If I get time, I may listen to a second version. I'll wait and see tomorrow before deciding.


----------



## Haydn man (Jan 25, 2014)

I shall go for No.2 from this set


----------



## jim prideaux (May 30, 2013)

Davis and the Staatskapelle Dresden and possible van Immerseel and Anima Eterna.


----------



## AClockworkOrange (May 24, 2012)

jim prideaux said:


> Davis and the Staatskapelle Dresden and possible van Immerseel and Anima Eterna.
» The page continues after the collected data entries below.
//! Configuración de variables de entorno
//!
//! Este módulo maneja la configuración del entorno: servidor, store,
//! intervalos de los ticks del dashboard y el servicio de IA.

use std::env;
use std::str::FromStr;
use std::time::Duration;

use anyhow::{anyhow, Result};

const DEFAULT_PORT: u16 = 5000;
const DEFAULT_GEMINI_API_URL: &str = "https://generativelanguage.googleapis.com/v1beta";
const DEFAULT_GEMINI_MODEL: &str = "gemini-3-pro-preview";

/// Configuración del entorno
#[derive(Debug, Clone)]
pub struct EnvironmentConfig {
    pub environment: String,
    pub host: String,
    pub port: u16,
    pub database_url: Option<String>,
    pub database_max_connections: u32,
    pub cors_origins: Vec<String>,
    /// Servir `/api/*` desde este proceso
    pub serve_store_api: bool,
    /// URL base de la API del store que consume el motor del dashboard
    pub fleet_api_url: String,
    pub sync_interval: Duration,
    pub simulation_interval: Duration,
    pub heartbeat_interval: Duration,
    pub heartbeat_in_connected_mode: bool,
    pub request_timeout: Duration,
    pub gemini_api_key: Option<String>,
    pub gemini_api_url: String,
    pub gemini_model: String,
    pub advisory_timeout: Duration,
}

impl EnvironmentConfig {
    /// Leer la configuración desde las variables de entorno del proceso
    pub fn from_env() -> Result<Self> {
        Self::from_lookup(|key| env::var(key).ok())
    }

    /// Construir la configuración desde una fuente arbitraria de variables
    pub fn from_lookup<F>(lookup: F) -> Result<Self>
    where
        F: Fn(&str) -> Option<String>,
    {
        let var = |key: &str| lookup(key).map(|v| v.trim().to_string()).filter(|v| !v.is_empty());

        let port: u16 = parse_or(&var, "PORT", DEFAULT_PORT)?;
        let fleet_api_url = var("FLEET_API_URL")
            .unwrap_or_else(|| format!("http://127.0.0.1:{}/api", port))
            .trim_end_matches('/')
            .to_string();

        Ok(Self {
            environment: var("ENVIRONMENT").unwrap_or_else(|| "development".to_string()),
            host: var("HOST").unwrap_or_else(|| "0.0.0.0".to_string()),
            port,
            database_url: var("DATABASE_URL"),
            database_max_connections: parse_or(&var, "DATABASE_MAX_CONNECTIONS", 10)?,
            cors_origins: var("CORS_ORIGINS")
                .map(|origins| {
                    origins
                        .split(',')
                        .map(|s| s.trim().to_string())
                        .filter(|s| !s.is_empty())
                        .collect()
                })
                .unwrap_or_default(),
            serve_store_api: parse_or(&var, "SERVE_STORE_API", true)?,
            fleet_api_url,
            sync_interval: millis_or(&var, "SYNC_INTERVAL_MS", 5000)?,
            simulation_interval: millis_or(&var, "SIMULATION_INTERVAL_MS", 2000)?,
            heartbeat_interval: millis_or(&var, "HEARTBEAT_INTERVAL_MS", 8000)?,
            heartbeat_in_connected_mode: parse_or(&var, "HEARTBEAT_IN_CONNECTED_MODE", true)?,
            request_timeout: Duration::from_secs(parse_or(&var, "REQUEST_TIMEOUT_SECS", 4)?),
            gemini_api_key: var("GEMINI_API_KEY").or_else(|| var("API_KEY")),
            gemini_api_url: var("GEMINI_API_URL")
                .unwrap_or_else(|| DEFAULT_GEMINI_API_URL.to_string())
                .trim_end_matches('/')
                .to_string(),
            gemini_model: var("GEMINI_MODEL").unwrap_or_else(|| DEFAULT_GEMINI_MODEL.to_string()),
            advisory_timeout: Duration::from_secs(parse_or(&var, "ADVISORY_TIMEOUT_SECS", 20)?),
        })
    }

    /// Obtener la dirección de escucha del servidor
    pub fn server_url(&self) -> String {
        format!("{}:{}", self.host, self.port)
    }
}

fn parse_or<T, F>(var: &F, key: &str, default: T) -> Result<T>
where
    T: FromStr,
    T::Err: std::fmt::Display,
    F: Fn(&str) -> Option<String>,
{
    match var(key) {
        Some(raw) => raw
            .parse::<T>()
            .map_err(|e| anyhow!("{} has an invalid value '{}': {}", key, raw, e)),
        None => Ok(default),
    }
}

fn millis_or<F>(var: &F, key: &str, default: u64) -> Result<Duration>
where
    F: Fn(&str) -> Option<String>,
{
    let millis: u64 = parse_or(var, key, default)?;
    if millis == 0 {
        return Err(anyhow!("{} must be greater than zero", key));
    }
    Ok(Duration::from_millis(millis))
}
//! Shared application state
//!
//! Este módulo define el estado compartido de la aplicación que se pasa
//! a través del router de Axum.

use std::sync::Arc;

use crate::config::environment::EnvironmentConfig;
use crate::repositories::TelemetryStore;
use crate::services::FleetDashboard;

#[derive(Clone)]
pub struct AppState {
    /// Store de telemetría detrás de `/api/*`
    pub store: Arc<dyn TelemetryStore>,
    pub dashboard: Arc<FleetDashboard>,
    pub config: EnvironmentConfig,
}

impl AppState {
    pub fn new(
        store: Arc<dyn TelemetryStore>,
        dashboard: Arc<FleetDashboard>,
        config: EnvironmentConfig,
    ) -> Self {
        Self {
            store,
            dashboard,
            config,
        }
    }
}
I forgot the Van Immerseel recording - my favourite cycle of Schubert's Symphonies and I overlooked it 

This will be the second recording I listen to tomorrow, thanks for the reminder Jim:cheers:


----------



## Mika (Jul 24, 2009)

Will listen Harnoncourt & Royal Concertgebouw Orchestra


----------



## elgar's ghost (Aug 8, 2010)

Harnoncourt for me too tomorrow - I'll probably play nos. 1, 3 and 4 as well as I don't give them much of an airing compared to 5, 6, 8 and 9.


----------



## jim prideaux (May 30, 2013)

AClockworkOrange said:


> I forgot the Van Immerseel recording - my favourite cycle of Schubert's Symphonies and I overlooked it
> 
> This will be the second recording I listen to tomorrow, thanks for the reminder Jim:cheers:


listening to van Immerseel now-started with the 4th and that will be followed by the 2nd....appropriate point at which to comment on a marvellous performance of the slow movement in the 4th!


----------



## sbmonty (Jan 11, 2014)




----------



## TxllxT (Mar 2, 2011)




----------



## Johnnie Burgess (Aug 30, 2015)

Herbert Blomstedt and Staatskapelle Dresden.


----------



## Johnnie Burgess (Aug 30, 2015)

Before listening to this symphony again I did not rate it as being good. While listening today, it was a very good symphony.


----------



## Pugg (Aug 8, 2014)

Johnnie Burgess said:


> Before listening to this symphony again I did not rate it as being good. While listening today, it was a very good symphony.


I kow that feeling too.


----------



## chesapeake bay (Aug 3, 2015)

late to the party...Peter Maag Philharmonia Hungarica


----------



## Vaneyes (May 11, 2010)

*Schubert*: Symphony 2, w. VPO/Muti (EMI, Brilliant Classics, rec.1992). I have the Brilliant Classics box, but the original EMI single is obviously the better cover. :tiphat:


----------



## Pugg (Aug 8, 2014)

Very different choices this week, nice to see realdealblues hard work is not completely ignored.


----------



## realdealblues (Mar 3, 2010)

Pugg said:


> Very different choices this week, nice to see realdealblues hard work is not completely ignored.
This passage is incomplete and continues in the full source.